Для Бориса Хазанова лагерная ситуация почти исключает человеческое поведение. То есть она настолько абсурдна сама по себе, что делает невозможным "абсурдное деяние", утверждающее свободу. Если Седрик и его гвардейцы вольны выбрать почетную смерть, то зэки слишком мертвы для того, чтобы подобный выбор имел хоть какое-нибудь значение. Лагерь Хазанова напоминает не Дантов Ад, где страдают живые души, а языческий Аид, серое царство теней, чуждое всем человеческим чувствам, кроме чувства бесконечной тоски. В этом сером мире исчезают обычные мерки, обессмысливается честность, обесценивается жизнь, становится будничным преступление. Голодное и раздавленное полуживотное, в которое превращен заключенный, перестает подлежать суду своей совести. Подвиг Седрика, его карнавальное переодевание, превращается во всенародный карнавал. Зло враждебно не только Седрику — оно враждебно его стране, его подданным, с которыми он связан одинаковыми понятиями, привычками, моралью. Ларешника наказывает его собственное общество — его честность в этом обществе неуместна, даже преступна. Поступок Седрика вызывает безоговорочное восхищение, упорство Ларешника — почти раздражает: а не лучше ли было уступить уркам? Стоит ли "заявлять своеволие" в этом мире — даже самому себе?
Сам Борис Хазанов на этот вопрос отвечает все-таки утвердительно. Да, стоит. Стоит заявить своеволие России: "А родины-таки нет. Есть чужая страна, ссылка, египетская пустыня… А мы-то думали, что по крайности сидим на Венериной горе, что это плен Тангейзера в изукрашенном гроте. А это подлинно Египет, Египет с его фараоном". ("Идущий по воде"). Стоит заявить своеволие и своему еврейству, пригрозив ему Новой Россией в Новой Зеландии. (Хотя в последней, еще неопубликованной статье Бориса Хазанова адрес Новой России изменился — она будет построена теперь в Израиле).
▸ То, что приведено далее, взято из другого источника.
use std::fmt;

use telemetry_types::ServerReply;

use crate::transport::TransportResponse;

pub const SYNC_TIME_PATH: &str = "/sync_time";
pub const REGISTER_PATH: &str = "/register";
pub const DATA_PATH: &str = "/data";

const STATUS_OK: &str = "OK";
const STATUS_NOT_REGISTERED: &str = "notreg";

/// What the endpoint made of a request.
#[derive(Debug, Clone, PartialEq, Eq)]
pub enum Reply {
    Accepted,
    Unregistered,
    Rejected(String),
}

impl fmt::Display for Reply {
    fn fmt(&self, f: &mut fmt::Formatter<'_>) -> fmt::Result {
        match self {
            Self::Accepted => write!(f, "accepted"),
            Self::Unregistered => write!(f, "unregistered"),
            Self::Rejected(why) => write!(f, "rejected: {}", why),
        }
    }
}

/// Decode a response into a [`Reply`].
///
/// A JSON body with a `status` field is authoritative. Bodies without one
/// fall back to substring matching, for endpoints that answer in plain text.
/// Acceptance always requires a 2xx status; "not registered" is recognised
/// whatever the status code (the endpoint answers it with 403).
pub fn classify(resp: &TransportResponse) -> Reply {
    let ok = resp.is_success();

    if let Ok(ServerReply {
        status: Some(status),
        err,
        ..
    }) = serde_json::from_slice::<ServerReply>(&resp.body)
    {
        return match status.as_str() {
            STATUS_OK if ok => Reply::Accepted,
            STATUS_NOT_REGISTERED => Reply::Unregistered,
            other => Reply::Rejected(match err {
                Some(err) => format!("{} ({}) [HTTP {}]", other, err, resp.status),
                None => format!("{} [HTTP {}]", other, resp.status),
            }),
        };
    }

    let text = String::from_utf8_lossy(&resp.body);
    if text.contains(STATUS_NOT_REGISTERED) {
        Reply::Unregistered
    } else if ok && text.contains(STATUS_OK) {
        Reply::Accepted
    } else {
        Reply::Rejected(format!("HTTP {}", resp.status))
    }
}

/// Server clock from a `/sync_time` reply, if it sent one.
pub fn server_time(resp: &TransportResponse) -> Option<u64> {
    serde_json::from_slice::<ServerReply>(&resp.body).ok()?.ts
}
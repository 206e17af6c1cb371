/// Telemetry Crypto Library
///
/// Envelope codec used for every uplink message:
/// `[16-byte IV][AES-256-CBC ciphertext][32-byte HMAC-SHA256 tag]`.
///
/// Both keys are derived from one configured passphrase with
/// domain-separated SHA-256, so confidentiality and integrity never share
/// a key. Envelopes are authenticated before any decryption is attempted.

pub mod envelope;
pub mod keys;

pub use envelope::{Envelope, EnvelopeError, decrypt, encrypt, open, seal};
pub use keys::{DerivedKeys, derive_keys, random_nonce};
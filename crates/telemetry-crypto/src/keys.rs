use rand::RngCore;
use sha2::{Digest, Sha256};

pub const KEY_SIZE: usize = 32;
pub const IV_SIZE: usize = 16;

/// Prefix mixed into the passphrase before hashing the MAC key.
const MAC_KEY_PREFIX: &[u8] = b"HMAC";

/// Encryption and MAC keys derived from a single passphrase.
pub struct DerivedKeys {
    pub enc_key: [u8; KEY_SIZE],
    pub mac_key: [u8; KEY_SIZE],
}

impl Drop for DerivedKeys {
    fn drop(&mut self) {
        self.enc_key.fill(0);
        self.mac_key.fill(0);
    }
}

/// `enc_key = SHA-256(pass)`, `mac_key = SHA-256("HMAC" || pass)`.
pub fn derive_keys(passphrase: &str) -> DerivedKeys {
    let enc_key: [u8; KEY_SIZE] = Sha256::digest(passphrase.as_bytes()).into();

    let mut hasher = Sha256::new();
    hasher.update(MAC_KEY_PREFIX);
    hasher.update(passphrase.as_bytes());
    let mac_key: [u8; KEY_SIZE] = hasher.finalize().into();

    DerivedKeys { enc_key, mac_key }
}

/// Fresh random IV for one message.
pub fn random_iv() -> [u8; IV_SIZE] {
    let mut iv = [0u8; IV_SIZE];
    rand::rng().fill_bytes(&mut iv);
    iv
}

/// Random 32-bit value rendered as lowercase hex. Carried in request
/// plaintext so the server can discard replays.
pub fn random_nonce() -> String {
    hex::encode(rand::random::<u32>().to_be_bytes())
}
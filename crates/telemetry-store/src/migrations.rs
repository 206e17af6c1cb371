use rusqlite::Connection;
use tracing::info;

use crate::StoreError;

pub fn run(conn: &Connection) -> Result<(), StoreError> {
    conn.execute_batch(
        "
        CREATE TABLE IF NOT EXISTS kv (
            namespace   TEXT NOT NULL,
            key         TEXT NOT NULL,
            value       INTEGER NOT NULL,
            updated_at  TEXT NOT NULL DEFAULT (datetime('now')),
            PRIMARY KEY (namespace, key)
        );
        ",
    )?;

    info!("State store migrations complete");
    Ok(())
}
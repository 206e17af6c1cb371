//! On-disk layout of the ring file. All integers are little-endian.
//!
//! ```text
//! Header (16 bytes)
//! [0..4]    magic "RING" (0x52494E47)
//! [4..6]    format version
//! [6..8]    record stride (24)
//! [8..12]   capacity in records
//! [12..16]  reserved, zero
//!
//! Record slot (24 bytes), repeated `capacity` times
//! [0..4]    ts          u32
//! [4..8]    current_mA  i32
//! [8..12]   power_dW    i32
//! [12..14]  temp_cC     i16
//! [14..16]  flags       u16
//! [16..20]  CRC-32 of bytes [0..16]
//! [20..24]  stamp: low 32 bits of the record's logical index
//! ```
//!
//! The stamp lets `open` tell a record written just before a crash (stamp
//! equals the persisted head) from a stale record of the previous lap.

use telemetry_types::SampleRecord;

pub const MAGIC: u32 = 0x5249_4E47;
pub const VERSION: u16 = 1;
pub const HEADER_SIZE: u64 = 16;
pub const RECORD_STRIDE: usize = 24;

const CHECKSUM_OFFSET: usize = 16;
const STAMP_OFFSET: usize = 20;

/// Parsed file header.
#[derive(Debug, Clone, Copy, PartialEq, Eq)]
pub struct RingHeader {
    pub version: u16,
    pub stride: u16,
    pub capacity: u32,
}

impl RingHeader {
    pub fn new(capacity: u32) -> Self {
        Self {
            version: VERSION,
            stride: RECORD_STRIDE as u16,
            capacity,
        }
    }

    pub fn encode(&self) -> [u8; HEADER_SIZE as usize] {
        let mut buf = [0u8; HEADER_SIZE as usize];
        buf[0..4].copy_from_slice(&MAGIC.to_le_bytes());
        buf[4..6].copy_from_slice(&self.version.to_le_bytes());
        buf[6..8].copy_from_slice(&self.stride.to_le_bytes());
        buf[8..12].copy_from_slice(&self.capacity.to_le_bytes());
        buf
    }

    /// Returns None if the magic is absent.
    pub fn decode(buf: &[u8; HEADER_SIZE as usize]) -> Option<Self> {
        let magic = u32::from_le_bytes([buf[0], buf[1], buf[2], buf[3]]);
        if magic != MAGIC {
            return None;
        }
        Some(Self {
            version: u16::from_le_bytes([buf[4], buf[5]]),
            stride: u16::from_le_bytes([buf[6], buf[7]]),
            capacity: u32::from_le_bytes([buf[8], buf[9], buf[10], buf[11]]),
        })
    }
}

/// Serialize a record into its slot bytes.
pub fn encode_record(rec: &SampleRecord, index: u64) -> [u8; RECORD_STRIDE] {
    let mut buf = [0u8; RECORD_STRIDE];
    buf[0..4].copy_from_slice(&rec.ts.to_le_bytes());
    buf[4..8].copy_from_slice(&rec.current_ma.to_le_bytes());
    buf[8..12].copy_from_slice(&rec.power_dw.to_le_bytes());
    buf[12..14].copy_from_slice(&rec.temp_cc.to_le_bytes());
    buf[14..16].copy_from_slice(&rec.flags.to_le_bytes());

    let crc = crc32fast::hash(&buf[..CHECKSUM_OFFSET]);
    buf[CHECKSUM_OFFSET..STAMP_OFFSET].copy_from_slice(&crc.to_le_bytes());
    buf[STAMP_OFFSET..].copy_from_slice(&(index as u32).to_le_bytes());
    buf
}

/// Decode slot bytes. Returns the record and its stamp, or None if the
/// checksum does not match.
pub fn decode_record(buf: &[u8; RECORD_STRIDE]) -> Option<(SampleRecord, u32)> {
    let stored = u32::from_le_bytes(buf[CHECKSUM_OFFSET..STAMP_OFFSET].try_into().ok()?);
    if crc32fast::hash(&buf[..CHECKSUM_OFFSET]) != stored {
        return None;
    }

    let rec = SampleRecord {
        ts: u32::from_le_bytes(buf[0..4].try_into().ok()?),
        current_ma: i32::from_le_bytes(buf[4..8].try_into().ok()?),
        power_dw: i32::from_le_bytes(buf[8..12].try_into().ok()?),
        temp_cc: i16::from_le_bytes(buf[12..14].try_into().ok()?),
        flags: u16::from_le_bytes(buf[14..16].try_into().ok()?),
    };
    let stamp = u32::from_le_bytes(buf[STAMP_OFFSET..].try_into().ok()?);
    Some((rec, stamp))
}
Разве сама проза Хазанова не выглядит "абсурдным деянием", "хождением по воде", возмутительным своеволием на этом громадном и почти необитаемым острове по имени Россия?
В наши дни гуманизм превратился из смутно чаемой возможности в возможность несбывшуюся. Судьба интеллигентов, еще продолжающих оборонять последние его форпосты, иногда напоминает мне жестокий эпизод из романа Артема Веселого "Россия, кровью умытая": во время гражданской войны красногвардейцы, отступая под натиском белых, устраивают забавную шутку — приказывают солдату-китайцу остаться и оборонять до последнего патрона важный военный объект — деревенский сортир. Лишенный чувства юмора китаец героически погибает. Быть может, всем нам (и Хазанову) тоже не хватает чувства юмора? Ведь сказал же об интеллигенции в 1920 году советский прокурор товарищ Крыленко: "Эта социальная группа отжила свой век, и, думается мне, нам нет нужды добивать отдельных ее представителей".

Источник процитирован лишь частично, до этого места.